Wednesday, October 27, 2010

a recommendation

Hinds' Feet On High Places, by Hannah Hurnard (Delightfully Illustrated and Arranged for Children by Dian Layton)

Excerpt from pages 108-111

"At last she put her hand in His and said softly, "My Lord, I will tell You what I learned."

"Tell me," He answered gently.

"First," she said, "I learned that I must accept with joy every path that You lead me on and everything that You let happen to me.  I am not to try to get away from what You want for me; I am to lay down my own desires and be Your little handmaiden, Acceptance-With-Joy."

He nodded without speaking and she went on.  "Then I learned that I must forgive when others are allowed to hurt me.  I am to say, 'Here I am, Your little handmaiden Bearing-With-Love.'  Then I will have the power to bring good out of the bad things that happen to me."

He nodded again and she smiled happily.

"The third thing I learned was that You, my Shepherd King, never looked at me as I was--weak and crooked and fearful.  You saw me as I would be when You had done what You promised.  You always treated me as though I were already the King's daughter and not poor little Much-Afraid."  She stopped and looked up into His face.  "Oh, King, I want to treat others the way You have treated me!"

He smiled at her with a very lovely smile and nodded for her to keep on.

"The fourth thing was really the first lesson I learned up here, on the High Places.  Everything that happens in life, no matter how crooked and ugly it may seem to be, can be changed if I treat it with love, forgiveness, and obedience to Your will."

"You let us meet with the bad and wrong things that You want changed.  Maybe that is why we are in this world.  You want the sorrow and suffering, the ugly and wrong things, to be made into something beautiful.  You want us to overcome evil with good."

At last He spoke.  "You have learned well.  Because of these lessons, I was able to change you from limping, crippled Much-Afraid into Grace and Glory with the hinds' feet.  Now you can run and leap on the mountains."  

"So remember this:  As long as you are willing to be Acceptance-With-Joy and Bearing-With-Love, you can never again become crippled, and you will be able to go where I lead.  Now use your hinds' feet again.  I am going to lead you to another part of the mountain."

Excerpt from page 113, toward the end of the book:

Then Grace and Glory (formerly Much-Afraid) looked over at the great waterfall, which joyfully sang the water song as the waters poured themselves forth.

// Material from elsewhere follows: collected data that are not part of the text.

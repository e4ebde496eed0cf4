use tracing::debug;
use wtcflux_parser::Channel;

use crate::aggregator::ChamberBinRecord;

/// Keeps chamber bins whose mean PAR is strictly above `threshold`. Bins without a PAR
/// value are dropped.
pub fn restrict_to_high_par(rows: Vec<ChamberBinRecord>, threshold: f64) -> Vec<ChamberBinRecord> {
    let before = rows.len();
    let kept: Vec<ChamberBinRecord> = rows
        .into_iter()
        .filter(|row| matches!(row.means.get(Channel::Par), Some(par) if par > threshold))
        .collect();
    debug!(before, after = kept.len(), threshold, "applied PAR filter");
    kept
}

Come, oh come!  Let us away
Lower and lower every day.
From the heights we leap and flow
To the valleys far below.
Always answering to the call,
To the lowest place of all.

Suddenly she understood.  She was only one of the many, many servants of the King who had been brought to the High Places.  She was only one drop among the millions of self-givers who could now pour out their lives like the waterfall.

"He brought me here for this," she whispered to herself.

The King nodded.


Buy this book for your children, please!  Or borrow it from your church library.  It may not be five-star writing, but my boys understood every word of  it.  Each night, they didn't want me to stop reading.  Each night, I cried over the beauty and truth of the words.  I grew spiritually, too, while reading it!

Most importantly, it has given me valuable tools and language for speaking to my children about hardships, and about why God allows them.  After reading this book, youngsters will actually understand why they must surrender their will (desires) to God.  Too, it can be reread often, and the concepts alluded to, throughout a child's upbringing and young adulthood.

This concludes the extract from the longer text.